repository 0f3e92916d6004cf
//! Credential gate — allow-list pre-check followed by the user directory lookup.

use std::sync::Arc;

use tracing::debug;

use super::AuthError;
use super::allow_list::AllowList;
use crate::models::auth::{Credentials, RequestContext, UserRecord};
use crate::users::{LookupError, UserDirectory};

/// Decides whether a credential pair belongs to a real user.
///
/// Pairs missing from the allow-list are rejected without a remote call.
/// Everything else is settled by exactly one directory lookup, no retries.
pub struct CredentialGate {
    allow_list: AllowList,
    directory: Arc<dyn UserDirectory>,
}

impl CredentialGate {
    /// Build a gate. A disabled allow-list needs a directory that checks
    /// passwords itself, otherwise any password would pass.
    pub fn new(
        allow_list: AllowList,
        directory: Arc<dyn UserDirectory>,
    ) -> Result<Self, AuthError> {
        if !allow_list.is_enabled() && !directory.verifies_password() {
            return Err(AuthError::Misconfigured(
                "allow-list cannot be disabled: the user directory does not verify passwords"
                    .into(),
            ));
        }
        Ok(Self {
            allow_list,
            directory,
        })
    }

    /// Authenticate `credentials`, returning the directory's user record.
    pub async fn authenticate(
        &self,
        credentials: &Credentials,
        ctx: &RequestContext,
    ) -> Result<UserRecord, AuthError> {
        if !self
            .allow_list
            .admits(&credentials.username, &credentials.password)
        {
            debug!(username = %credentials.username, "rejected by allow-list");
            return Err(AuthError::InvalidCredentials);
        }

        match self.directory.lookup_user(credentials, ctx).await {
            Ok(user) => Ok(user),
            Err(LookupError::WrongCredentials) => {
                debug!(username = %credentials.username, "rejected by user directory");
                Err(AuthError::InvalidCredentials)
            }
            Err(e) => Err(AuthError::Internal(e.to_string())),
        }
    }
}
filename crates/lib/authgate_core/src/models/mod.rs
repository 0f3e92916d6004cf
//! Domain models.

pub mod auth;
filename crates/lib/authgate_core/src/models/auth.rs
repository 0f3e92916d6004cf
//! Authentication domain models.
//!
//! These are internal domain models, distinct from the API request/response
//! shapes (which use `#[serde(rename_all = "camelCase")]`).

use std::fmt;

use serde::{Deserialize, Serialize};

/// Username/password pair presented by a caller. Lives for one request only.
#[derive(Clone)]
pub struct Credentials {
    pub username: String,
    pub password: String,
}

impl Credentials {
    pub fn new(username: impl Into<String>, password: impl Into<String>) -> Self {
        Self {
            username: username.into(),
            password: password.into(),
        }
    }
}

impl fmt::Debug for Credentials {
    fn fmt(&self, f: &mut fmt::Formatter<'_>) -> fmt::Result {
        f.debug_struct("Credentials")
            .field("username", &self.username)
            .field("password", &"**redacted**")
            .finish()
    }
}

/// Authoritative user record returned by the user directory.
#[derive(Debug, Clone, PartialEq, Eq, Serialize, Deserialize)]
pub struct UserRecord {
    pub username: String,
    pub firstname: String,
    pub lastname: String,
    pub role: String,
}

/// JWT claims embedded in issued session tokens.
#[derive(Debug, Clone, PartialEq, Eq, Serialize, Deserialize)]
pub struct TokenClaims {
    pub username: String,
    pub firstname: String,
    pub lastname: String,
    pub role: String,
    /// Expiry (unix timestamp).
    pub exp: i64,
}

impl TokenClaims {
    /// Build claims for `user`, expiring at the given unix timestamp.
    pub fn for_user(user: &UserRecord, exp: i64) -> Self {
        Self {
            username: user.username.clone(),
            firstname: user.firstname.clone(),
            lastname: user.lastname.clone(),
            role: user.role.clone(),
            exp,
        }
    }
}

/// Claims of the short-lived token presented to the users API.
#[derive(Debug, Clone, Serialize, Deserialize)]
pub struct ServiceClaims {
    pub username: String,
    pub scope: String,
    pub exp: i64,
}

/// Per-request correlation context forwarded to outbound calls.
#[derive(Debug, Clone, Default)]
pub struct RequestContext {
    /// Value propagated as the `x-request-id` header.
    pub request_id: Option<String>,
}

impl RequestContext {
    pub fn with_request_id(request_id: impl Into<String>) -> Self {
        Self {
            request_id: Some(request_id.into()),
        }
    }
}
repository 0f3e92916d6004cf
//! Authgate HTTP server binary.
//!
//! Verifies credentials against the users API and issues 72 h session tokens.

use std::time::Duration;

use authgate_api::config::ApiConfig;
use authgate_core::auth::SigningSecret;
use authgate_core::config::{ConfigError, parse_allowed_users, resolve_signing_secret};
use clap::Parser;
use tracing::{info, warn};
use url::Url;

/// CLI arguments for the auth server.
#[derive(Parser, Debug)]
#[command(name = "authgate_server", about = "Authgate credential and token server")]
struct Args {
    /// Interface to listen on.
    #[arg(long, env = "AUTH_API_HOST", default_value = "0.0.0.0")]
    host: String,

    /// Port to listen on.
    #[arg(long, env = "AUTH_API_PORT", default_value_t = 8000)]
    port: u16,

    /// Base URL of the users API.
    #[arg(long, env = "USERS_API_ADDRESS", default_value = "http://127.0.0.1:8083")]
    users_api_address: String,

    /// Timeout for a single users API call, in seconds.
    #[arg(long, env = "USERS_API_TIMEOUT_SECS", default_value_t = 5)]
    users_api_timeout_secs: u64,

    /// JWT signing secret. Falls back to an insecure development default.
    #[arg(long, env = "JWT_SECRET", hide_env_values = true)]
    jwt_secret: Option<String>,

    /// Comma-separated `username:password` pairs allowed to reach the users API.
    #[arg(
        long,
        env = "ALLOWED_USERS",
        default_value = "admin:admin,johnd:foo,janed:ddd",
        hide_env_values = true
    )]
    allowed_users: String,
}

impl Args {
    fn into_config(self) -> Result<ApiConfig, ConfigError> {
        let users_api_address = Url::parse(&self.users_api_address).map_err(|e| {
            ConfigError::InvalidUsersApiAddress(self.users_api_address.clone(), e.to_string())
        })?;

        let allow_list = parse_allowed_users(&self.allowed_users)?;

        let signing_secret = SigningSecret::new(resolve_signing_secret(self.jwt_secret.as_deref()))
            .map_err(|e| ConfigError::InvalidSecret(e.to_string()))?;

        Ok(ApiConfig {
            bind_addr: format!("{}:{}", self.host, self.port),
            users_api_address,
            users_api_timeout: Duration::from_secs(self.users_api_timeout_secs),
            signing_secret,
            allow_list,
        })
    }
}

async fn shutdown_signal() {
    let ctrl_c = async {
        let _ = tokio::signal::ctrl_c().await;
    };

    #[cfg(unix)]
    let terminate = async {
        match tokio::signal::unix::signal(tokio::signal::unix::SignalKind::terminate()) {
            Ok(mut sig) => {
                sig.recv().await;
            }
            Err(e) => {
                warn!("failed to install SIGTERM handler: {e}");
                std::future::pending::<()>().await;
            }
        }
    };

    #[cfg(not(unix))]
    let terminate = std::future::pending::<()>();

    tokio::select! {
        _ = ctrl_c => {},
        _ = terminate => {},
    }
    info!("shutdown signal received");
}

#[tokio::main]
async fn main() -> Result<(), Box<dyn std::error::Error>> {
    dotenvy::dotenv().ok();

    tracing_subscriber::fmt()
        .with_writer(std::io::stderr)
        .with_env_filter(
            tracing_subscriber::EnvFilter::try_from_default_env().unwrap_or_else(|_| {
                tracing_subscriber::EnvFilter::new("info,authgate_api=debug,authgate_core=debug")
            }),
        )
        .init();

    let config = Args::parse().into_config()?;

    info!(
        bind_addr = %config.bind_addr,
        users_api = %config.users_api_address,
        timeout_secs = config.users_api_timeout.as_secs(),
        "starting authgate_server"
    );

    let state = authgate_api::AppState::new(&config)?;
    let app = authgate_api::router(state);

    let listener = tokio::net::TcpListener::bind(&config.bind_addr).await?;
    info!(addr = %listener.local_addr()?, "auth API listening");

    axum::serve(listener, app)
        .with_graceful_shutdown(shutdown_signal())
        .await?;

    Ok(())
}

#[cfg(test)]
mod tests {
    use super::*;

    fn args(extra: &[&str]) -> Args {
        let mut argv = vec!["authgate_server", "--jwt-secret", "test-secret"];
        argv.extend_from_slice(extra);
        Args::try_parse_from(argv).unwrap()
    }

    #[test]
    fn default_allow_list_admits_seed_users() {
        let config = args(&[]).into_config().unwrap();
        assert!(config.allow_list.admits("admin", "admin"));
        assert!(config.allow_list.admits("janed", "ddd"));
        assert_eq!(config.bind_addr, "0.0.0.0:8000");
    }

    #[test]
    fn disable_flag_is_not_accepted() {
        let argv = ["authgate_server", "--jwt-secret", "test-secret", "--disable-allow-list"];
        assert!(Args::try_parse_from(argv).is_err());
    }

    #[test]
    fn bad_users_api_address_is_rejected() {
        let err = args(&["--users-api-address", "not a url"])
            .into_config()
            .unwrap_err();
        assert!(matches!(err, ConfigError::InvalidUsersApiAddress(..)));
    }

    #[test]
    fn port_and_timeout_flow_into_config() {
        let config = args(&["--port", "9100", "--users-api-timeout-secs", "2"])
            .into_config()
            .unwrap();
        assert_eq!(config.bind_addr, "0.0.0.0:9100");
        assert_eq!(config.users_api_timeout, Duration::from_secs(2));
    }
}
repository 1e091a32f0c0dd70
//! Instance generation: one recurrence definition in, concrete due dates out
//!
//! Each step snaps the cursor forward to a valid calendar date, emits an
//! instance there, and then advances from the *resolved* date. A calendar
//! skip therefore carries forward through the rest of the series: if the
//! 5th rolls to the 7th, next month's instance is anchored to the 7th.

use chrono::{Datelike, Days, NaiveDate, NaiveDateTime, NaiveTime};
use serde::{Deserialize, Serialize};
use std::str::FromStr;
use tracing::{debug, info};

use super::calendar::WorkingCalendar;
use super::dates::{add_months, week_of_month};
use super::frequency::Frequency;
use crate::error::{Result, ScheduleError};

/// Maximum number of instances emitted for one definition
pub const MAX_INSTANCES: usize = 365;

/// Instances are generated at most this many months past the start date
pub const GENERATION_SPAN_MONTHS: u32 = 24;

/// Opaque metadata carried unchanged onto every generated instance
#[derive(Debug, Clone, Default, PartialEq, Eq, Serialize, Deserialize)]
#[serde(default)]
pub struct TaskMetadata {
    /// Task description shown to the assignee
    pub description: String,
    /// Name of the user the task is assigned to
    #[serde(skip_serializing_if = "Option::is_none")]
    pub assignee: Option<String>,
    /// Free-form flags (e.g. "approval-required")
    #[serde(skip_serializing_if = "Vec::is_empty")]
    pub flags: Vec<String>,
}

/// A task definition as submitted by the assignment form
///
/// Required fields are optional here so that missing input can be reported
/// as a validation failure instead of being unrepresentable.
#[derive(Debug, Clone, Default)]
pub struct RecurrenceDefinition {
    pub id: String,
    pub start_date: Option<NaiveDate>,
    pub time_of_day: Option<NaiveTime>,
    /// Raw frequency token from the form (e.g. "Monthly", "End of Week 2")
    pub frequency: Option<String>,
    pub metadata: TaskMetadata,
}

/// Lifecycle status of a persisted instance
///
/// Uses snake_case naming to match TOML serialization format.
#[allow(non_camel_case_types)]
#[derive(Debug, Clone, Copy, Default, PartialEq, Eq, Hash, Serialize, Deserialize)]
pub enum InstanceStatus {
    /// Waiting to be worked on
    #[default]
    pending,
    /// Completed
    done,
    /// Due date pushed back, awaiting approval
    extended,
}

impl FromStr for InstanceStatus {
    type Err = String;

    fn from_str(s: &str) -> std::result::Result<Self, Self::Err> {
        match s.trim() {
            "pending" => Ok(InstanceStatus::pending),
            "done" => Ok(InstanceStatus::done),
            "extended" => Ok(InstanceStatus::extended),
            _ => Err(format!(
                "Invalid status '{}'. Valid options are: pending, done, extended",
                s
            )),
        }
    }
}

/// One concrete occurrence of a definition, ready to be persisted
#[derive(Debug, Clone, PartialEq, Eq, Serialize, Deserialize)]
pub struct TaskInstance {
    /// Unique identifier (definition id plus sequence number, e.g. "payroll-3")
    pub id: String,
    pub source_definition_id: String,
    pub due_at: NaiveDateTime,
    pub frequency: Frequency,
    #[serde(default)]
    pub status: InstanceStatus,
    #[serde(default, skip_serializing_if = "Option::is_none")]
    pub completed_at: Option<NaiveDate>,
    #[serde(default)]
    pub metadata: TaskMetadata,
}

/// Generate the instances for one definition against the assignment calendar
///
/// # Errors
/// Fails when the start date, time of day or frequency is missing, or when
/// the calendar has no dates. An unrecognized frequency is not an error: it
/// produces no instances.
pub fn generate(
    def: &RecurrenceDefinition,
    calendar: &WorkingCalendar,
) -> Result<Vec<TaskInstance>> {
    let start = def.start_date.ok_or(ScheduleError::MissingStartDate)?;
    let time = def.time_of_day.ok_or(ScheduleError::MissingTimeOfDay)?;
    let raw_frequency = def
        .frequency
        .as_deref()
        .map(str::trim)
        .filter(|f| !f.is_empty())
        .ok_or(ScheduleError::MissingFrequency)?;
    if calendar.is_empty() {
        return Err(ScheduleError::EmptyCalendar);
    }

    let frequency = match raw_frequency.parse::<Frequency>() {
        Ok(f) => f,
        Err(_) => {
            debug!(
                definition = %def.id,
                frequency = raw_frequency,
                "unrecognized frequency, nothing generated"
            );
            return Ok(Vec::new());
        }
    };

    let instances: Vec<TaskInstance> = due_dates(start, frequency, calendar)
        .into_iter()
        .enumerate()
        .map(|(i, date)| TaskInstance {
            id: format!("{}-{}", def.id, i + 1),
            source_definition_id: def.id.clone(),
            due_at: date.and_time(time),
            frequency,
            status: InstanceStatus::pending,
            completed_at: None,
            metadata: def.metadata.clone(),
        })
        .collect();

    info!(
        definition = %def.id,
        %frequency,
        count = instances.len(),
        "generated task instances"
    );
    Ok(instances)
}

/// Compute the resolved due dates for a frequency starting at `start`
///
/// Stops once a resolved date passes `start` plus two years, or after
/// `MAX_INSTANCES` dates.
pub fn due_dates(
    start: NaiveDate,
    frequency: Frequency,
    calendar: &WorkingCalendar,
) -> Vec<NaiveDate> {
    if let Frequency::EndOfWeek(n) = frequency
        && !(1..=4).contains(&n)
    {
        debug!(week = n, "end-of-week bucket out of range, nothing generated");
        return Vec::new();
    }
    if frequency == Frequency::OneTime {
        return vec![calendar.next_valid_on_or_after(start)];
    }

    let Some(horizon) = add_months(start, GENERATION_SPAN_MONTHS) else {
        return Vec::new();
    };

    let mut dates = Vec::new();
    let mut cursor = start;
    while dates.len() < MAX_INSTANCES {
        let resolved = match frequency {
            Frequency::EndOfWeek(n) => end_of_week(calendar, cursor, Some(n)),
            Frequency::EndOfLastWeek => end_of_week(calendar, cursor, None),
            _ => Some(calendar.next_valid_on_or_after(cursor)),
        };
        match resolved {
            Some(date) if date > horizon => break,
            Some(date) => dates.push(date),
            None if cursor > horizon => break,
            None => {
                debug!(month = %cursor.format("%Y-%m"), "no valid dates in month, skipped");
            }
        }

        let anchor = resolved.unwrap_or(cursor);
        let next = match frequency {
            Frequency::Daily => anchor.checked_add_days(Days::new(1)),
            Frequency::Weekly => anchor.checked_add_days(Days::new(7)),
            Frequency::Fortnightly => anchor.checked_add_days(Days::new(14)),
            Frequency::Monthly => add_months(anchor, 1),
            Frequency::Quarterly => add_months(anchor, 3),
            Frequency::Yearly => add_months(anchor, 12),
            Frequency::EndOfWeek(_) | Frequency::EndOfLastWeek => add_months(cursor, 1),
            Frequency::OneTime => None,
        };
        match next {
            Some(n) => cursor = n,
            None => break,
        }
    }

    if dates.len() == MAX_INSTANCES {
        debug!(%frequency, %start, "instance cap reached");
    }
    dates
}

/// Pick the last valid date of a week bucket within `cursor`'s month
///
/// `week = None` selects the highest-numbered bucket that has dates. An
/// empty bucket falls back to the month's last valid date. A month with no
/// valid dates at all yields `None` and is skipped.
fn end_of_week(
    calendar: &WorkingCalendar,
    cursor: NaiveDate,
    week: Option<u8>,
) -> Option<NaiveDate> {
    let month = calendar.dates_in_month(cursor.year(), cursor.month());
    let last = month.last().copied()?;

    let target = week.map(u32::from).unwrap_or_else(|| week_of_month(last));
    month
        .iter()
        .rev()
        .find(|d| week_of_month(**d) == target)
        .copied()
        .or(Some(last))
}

Problem requirements
Reply with one number only: the count of lines in the entries that contain "against".

Answer section
2